The EBL is strongly connected to gamma-ray astrophysics because high energy gamma-rays (E > 10 GeV) emitted by extragalactic sources are subject to absorption due to pair-production with EBL photons. One exciting consequence of this effect is that the magnitude of this absorption can then be used to measure (or at least constrain) the column density of background photons between the source and the observer [3].

The cross section for pair-production depends strongly on the total center-of-momentum energy of the reaction. Gamma-rays detected by ground-based telescopes (with energy E >~ 200 GeV) are subject to strong attenuation by the near- and mid-infrared part of the EBL, limiting O(~>100 GeV) probes of the EBL to relatively low redshifts (z<~0.5). GLAST, on the other hand, is sensitive to the less drastic attenuation by the UV-optical part of the EBL, with no attenuation expected (at any redshift) for photons with energy below 10 GeV. Thus, EBL attenuation will not limit GLAST's ability to detect distant gamma-ray sources.

Studying the EBL with GLAST

GLAST will allow for a completely new approach to EBL studies, namely, study of the effects of EBL attenuation on a large number of blazars as a function of redshift.
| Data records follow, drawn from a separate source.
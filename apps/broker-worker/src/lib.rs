//! Broker Worker Service
//!
//! Consumes a single queue from the configured broker and resumes consumption
//! after every reconnection.
//!
//! ## Architecture
//!
//! ```text
//! BROKER_TYPE / RABBITMQ_URL
//!   ↓
//! ConnectionManager::open_connection (retry with backoff, fatal on failure)
//!   ↓
//! consumer(BROKER_QUEUE) ──connection lost──▶ reconnect supervisor
//!   ▲                                              │
//!   └────────────── resume consumer ◀──────────────┘
//! ```

use core_config::{env_or_default, env_parse, Environment};
use eyre::{Result, WrapErr};
use messaging::{
    always_reconnect, check_health, reconnect_channel, ConnectionHandle, ConnectionManager,
    Delivery, MessageHandler, ReconnectNotifier,
};
use std::sync::Arc;
use std::time::Duration;
use tokio::signal;
use tokio::sync::watch;
use tracing::{debug, error, info, warn};

/// Worker settings that are not part of the broker connection itself.
#[derive(Debug, Clone)]
pub struct WorkerConfig {
    /// Queue to consume (`BROKER_QUEUE`)
    pub queue: String,

    /// Interval between health log lines (`BROKER_HEALTH_INTERVAL_SECS`)
    pub health_interval: Duration,
}

impl WorkerConfig {
    pub fn from_env() -> Result<Self> {
        let secs: u64 = env_parse("BROKER_HEALTH_INTERVAL_SECS", 30)
            .wrap_err("Invalid BROKER_HEALTH_INTERVAL_SECS")?;

        Ok(Self {
            queue: env_or_default("BROKER_QUEUE", "broker-worker"),
            health_interval: Duration::from_secs(secs.max(1)),
        })
    }
}

fn log_delivery(delivery: Delivery) {
    info!(
        queue = %delivery.queue,
        bytes = delivery.body.len(),
        delivery_tag = ?delivery.delivery_tag,
        "Message received"
    );
}

/// Subscribe `queue` on `handle` and report future connection loss to `notifier`.
pub async fn start_consumer(
    handle: &ConnectionHandle,
    queue: &str,
    notifier: ReconnectNotifier,
) -> messaging::BrokerResult<()> {
    if let Some(client) = &handle.client {
        client.watch_connection(notifier);
    }

    let handler: MessageHandler = Arc::new(log_delivery);
    handle.consumer().consume(queue, handler).await?;

    info!(queue = %queue, broker_type = ?handle.broker_type, "Consumer started");
    Ok(())
}

/// Run the broker worker
///
/// 1. Sets up structured logging (env-aware: JSON for prod, pretty for dev)
/// 2. Opens the broker connection, retrying with backoff
/// 3. Starts the consumer and the reconnect supervisor
/// 4. Waits for SIGINT/SIGTERM, then stops the supervisor and closes the connection
///
/// # Errors
///
/// Returns an error if:
/// - Broker or worker configuration is invalid
/// - The initial connection fails after every retry
/// - The initial consumer cannot be started
pub async fn run() -> Result<()> {
    core_config::tracing::install_color_eyre();
    let environment = Environment::from_env();
    core_config::tracing::init_tracing(&environment);

    info!(
        name = env!("CARGO_PKG_NAME"),
        version = env!("CARGO_PKG_VERSION"),
        "Starting broker worker"
    );
    info!("Environment: {:?}", environment);

    let worker_config = WorkerConfig::from_env()?;
    let manager = Arc::new(
        ConnectionManager::from_env().wrap_err("Failed to load broker configuration")?,
    );
    info!(
        broker_type = %manager.config().broker_type,
        max_retries = manager.config().retry.max_retries,
        queue = %worker_config.queue,
        "Worker configuration loaded"
    );

    info!("Connecting to broker...");
    let handle = manager
        .open_connection()
        .await
        .wrap_err("Failed to connect to broker")?;
    info!("Connected to broker successfully");

    let (notifier, receiver) = reconnect_channel(1);
    start_consumer(&handle, &worker_config.queue, notifier.clone())
        .await
        .wrap_err("Failed to start consumer")?;

    let (shutdown_tx, shutdown_rx) = watch::channel(false);
    tokio::spawn(async move {
        if let Err(e) = shutdown_signal().await {
            error!("Error waiting for shutdown signal: {}", e);
        }
        let _ = shutdown_tx.send(true);
    });

    let queue = worker_config.queue.clone();
    let supervisor = always_reconnect(
        manager.clone(),
        receiver,
        &notifier,
        move |handle, notifier| {
            let queue = queue.clone();
            tokio::spawn(async move {
                if let Err(e) = start_consumer(&handle, &queue, notifier).await {
                    error!(error = %e, "Failed to resume consumer after reconnect");
                }
            });
        },
        shutdown_rx.clone(),
    );

    report_health(&manager, worker_config.health_interval, shutdown_rx).await;

    if let Err(e) = supervisor.await {
        warn!(error = %e, "Reconnect supervisor task failed");
    }
    drop(notifier);

    manager
        .close()
        .await
        .wrap_err("Failed to close broker connection")?;

    info!("Broker worker stopped");
    Ok(())
}

/// Log broker health periodically until shutdown.
async fn report_health(
    manager: &ConnectionManager,
    interval: Duration,
    mut shutdown: watch::Receiver<bool>,
) {
    let mut ticker = tokio::time::interval(interval);
    ticker.tick().await;

    loop {
        tokio::select! {
            _ = ticker.tick() => {
                let status = check_health(manager).await;
                if status.healthy {
                    debug!(state = %status.state, "Broker healthy");
                } else {
                    warn!(
                        state = %status.state,
                        message = ?status.message,
                        "Broker unhealthy"
                    );
                }
            }
            changed = shutdown.changed() => {
                if changed.is_err() || *shutdown.borrow() {
                    break;
                }
            }
        }
    }
}

/// Wait for a shutdown signal (SIGINT or SIGTERM)
async fn shutdown_signal() -> Result<()> {
    let ctrl_c = async {
        signal::ctrl_c()
            .await
            .wrap_err("Failed to install Ctrl+C handler")
    };

    #[cfg(unix)]
    let terminate = async {
        signal::unix::signal(signal::unix::SignalKind::terminate())
            .wrap_err("Failed to install signal handler")?
            .recv()
            .await;
        Ok::<(), eyre::Report>(())
    };

    #[cfg(not(unix))]
    let terminate = std::future::pending::<Result<()>>();

    tokio::select! {
        res = ctrl_c => {
            res?;
            info!("Received Ctrl+C, initiating shutdown...");
        },
        res = terminate => {
            res?;
            info!("Received SIGTERM, initiating shutdown...");
        },
    }

    Ok(())
}
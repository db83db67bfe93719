//! Connection manager: resolves the configured backend and connects it under
//! a bounded exponential-backoff policy.

use crate::client::BrokerClient;
use crate::config::{BrokerConfig, BrokerType};
use crate::error::{BrokerError, BrokerResult};
use crate::registry::BackendRegistry;
use crate::retry::{retry_with_backoff, SharedObserver, TracingObserver};
use crate::wrappers::{ConsumerClient, PublisherClient};
use core_config::FromEnv;
use std::fmt;
use std::sync::Arc;
use tokio::sync::{watch, RwLock};
use tracing::{debug, info, instrument, warn};

/// Connectivity of a [`ConnectionManager`].
#[derive(Debug, Clone, Copy, PartialEq, Eq)]
pub enum ConnectionState {
    Disconnected,
    Connecting,
    Connected,
    /// The last connection attempt spent its whole retry budget.
    Exhausted,
}

impl fmt::Display for ConnectionState {
    fn fmt(&self, f: &mut fmt::Formatter<'_>) -> fmt::Result {
        match self {
            ConnectionState::Disconnected => write!(f, "disconnected"),
            ConnectionState::Connecting => write!(f, "connecting"),
            ConnectionState::Connected => write!(f, "connected"),
            ConnectionState::Exhausted => write!(f, "exhausted"),
        }
    }
}

/// A broker type paired with its client and retry budget.
///
/// Handles are cheap to clone and are replaced, never mutated, on reconnect.
#[derive(Clone, Debug)]
pub struct ConnectionHandle {
    pub broker_type: Option<BrokerType>,
    pub client: Option<Arc<dyn BrokerClient>>,
    pub max_retries: u32,
}

impl ConnectionHandle {
    pub fn new(broker_type: BrokerType, client: Arc<dyn BrokerClient>, max_retries: u32) -> Self {
        Self {
            broker_type: Some(broker_type),
            client: Some(client),
            max_retries,
        }
    }

    /// Handle with no client attached.
    pub fn empty(max_retries: u32) -> Self {
        Self {
            broker_type: None,
            client: None,
            max_retries,
        }
    }

    /// Consume-only view of this handle's client.
    pub fn consumer(&self) -> ConsumerClient {
        ConsumerClient::from_parts(self.broker_type, self.client.clone())
    }

    /// Publish-only view of this handle's client.
    pub fn publisher(&self) -> PublisherClient {
        PublisherClient::from_parts(self.broker_type, self.client.clone())
    }
}

/// Owns the active broker connection.
///
/// # Example
///
/// ```ignore
/// let manager = Arc::new(ConnectionManager::from_env()?);
/// let handle = manager.open_connection().await?;
/// handle.publisher().publish("orders", b"{}").await?;
/// ```
pub struct ConnectionManager {
    config: BrokerConfig,
    registry: BackendRegistry,
    observer: SharedObserver,
    active: RwLock<Option<ConnectionHandle>>,
    state: watch::Sender<ConnectionState>,
}

impl fmt::Debug for ConnectionManager {
    fn fmt(&self, f: &mut fmt::Formatter<'_>) -> fmt::Result {
        f.debug_struct("ConnectionManager")
            .field("broker_type", &self.config.broker_type)
            .field("max_retries", &self.config.retry.max_retries)
            .field("state", &*self.state.borrow())
            .finish()
    }
}

impl ConnectionManager {
    /// Manager using the builtin backends and tracing-based retry logging.
    pub fn new(config: BrokerConfig) -> Self {
        let registry = BackendRegistry::from_config(&config);
        Self::with_registry(config, registry)
    }

    pub fn with_registry(config: BrokerConfig, registry: BackendRegistry) -> Self {
        let (state, _) = watch::channel(ConnectionState::Disconnected);
        Self {
            config,
            registry,
            observer: Arc::new(TracingObserver),
            active: RwLock::new(None),
            state,
        }
    }

    /// Load [`BrokerConfig`] from the environment.
    pub fn from_env() -> BrokerResult<Self> {
        Ok(Self::new(BrokerConfig::from_env()?))
    }

    /// Report retry attempts to `observer` instead of the log.
    pub fn with_observer(mut self, observer: SharedObserver) -> Self {
        self.observer = observer;
        self
    }

    pub fn config(&self) -> &BrokerConfig {
        &self.config
    }

    pub fn registry(&self) -> &BackendRegistry {
        &self.registry
    }

    /// Resolve the configured backend and connect it.
    ///
    /// An unrecognized broker type fails immediately with
    /// [`BrokerError::ClientNotRecognized`]; no retry is attempted. On success
    /// the returned handle becomes the active one.
    #[instrument(skip(self), fields(broker_type = %self.config.broker_type))]
    pub async fn open_connection(&self) -> BrokerResult<ConnectionHandle> {
        let max_retries = self.config.retry.max_retries;
        let resolved = self
            .config
            .resolved_type()
            .and_then(|broker_type| Some((broker_type, self.registry.resolve(broker_type)?)));

        let Some((broker_type, client)) = resolved else {
            warn!("Broker type not recognized, no client available");
            return Err(BrokerError::not_recognized(self.config.broker_type.clone()));
        };

        let handle = ConnectionHandle::new(broker_type, client, max_retries);
        self.connect_client(&handle).await?;

        // Readers observing `Connected` must already see the new handle
        *self.active.write().await = Some(handle.clone());
        self.state.send_replace(ConnectionState::Connected);
        Ok(handle)
    }

    /// Connect `handle`'s client, retrying with exponential backoff.
    ///
    /// Makes at most `handle.max_retries + 1` attempts and returns the last
    /// error once they are spent. A handle without a client fails immediately.
    /// The active handle is left untouched.
    pub async fn connect(&self, handle: ConnectionHandle) -> BrokerResult<ConnectionHandle> {
        self.connect_client(&handle).await?;
        self.state.send_replace(ConnectionState::Connected);
        Ok(handle)
    }

    /// Retry `handle`'s client until connected. Leaves the state at
    /// `Connecting` on success so the caller decides when to publish it.
    async fn connect_client(&self, handle: &ConnectionHandle) -> BrokerResult<()> {
        let Some(client) = handle.client.clone() else {
            return Err(BrokerError::not_recognized(
                handle
                    .broker_type
                    .map(|t| t.to_string())
                    .unwrap_or_else(|| "no client attached".to_string()),
            ));
        };

        let policy = self.config.retry.clone().with_max_retries(handle.max_retries);

        self.state.send_replace(ConnectionState::Connecting);
        debug!(backend = client.name(), max_retries = policy.max_retries, "Connecting to broker");

        match retry_with_backoff(|| client.connect(), &policy, self.observer.as_ref()).await {
            Ok(()) => {
                info!(backend = client.name(), "Broker connection established");
                Ok(())
            }
            Err(e) => {
                self.state.send_replace(ConnectionState::Exhausted);
                warn!(backend = client.name(), error = %e, "Giving up on broker connection");
                Err(e)
            }
        }
    }

    /// The active handle, if a connection has been opened.
    ///
    /// Fetch it right before use: the supervisor may swap it at any time.
    pub async fn current(&self) -> Option<ConnectionHandle> {
        self.active.read().await.clone()
    }

    pub fn state(&self) -> ConnectionState {
        *self.state.borrow()
    }

    pub fn subscribe_state(&self) -> watch::Receiver<ConnectionState> {
        self.state.subscribe()
    }

    /// Record that the active connection was lost.
    pub fn mark_disconnected(&self) {
        self.state.send_replace(ConnectionState::Disconnected);
    }

    /// Close and drop the active connection.
    pub async fn close(&self) -> BrokerResult<()> {
        let handle = self.active.write().await.take();
        self.mark_disconnected();

        match handle.and_then(|h| h.client) {
            Some(client) => {
                info!(backend = client.name(), "Closing broker connection");
                client.close_connection().await
            }
            None => Ok(()),
        }
    }
}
This is possible thanks to GLAST's sensitivity and wide bandpass, which will allow the number of known blazars to increase from about one hundred [4] to one thousand or more [5, 6, 7], with redshifts up to z > 3-5. Furthermore, because gamma-ray sources to be observed by GLAST are distributed over a wide range of redshifts, EBL studies with GLAST could potentially probe not only the total level of the background radiation (as observed in the present epoch, i.e. z~0), but its evolution as well.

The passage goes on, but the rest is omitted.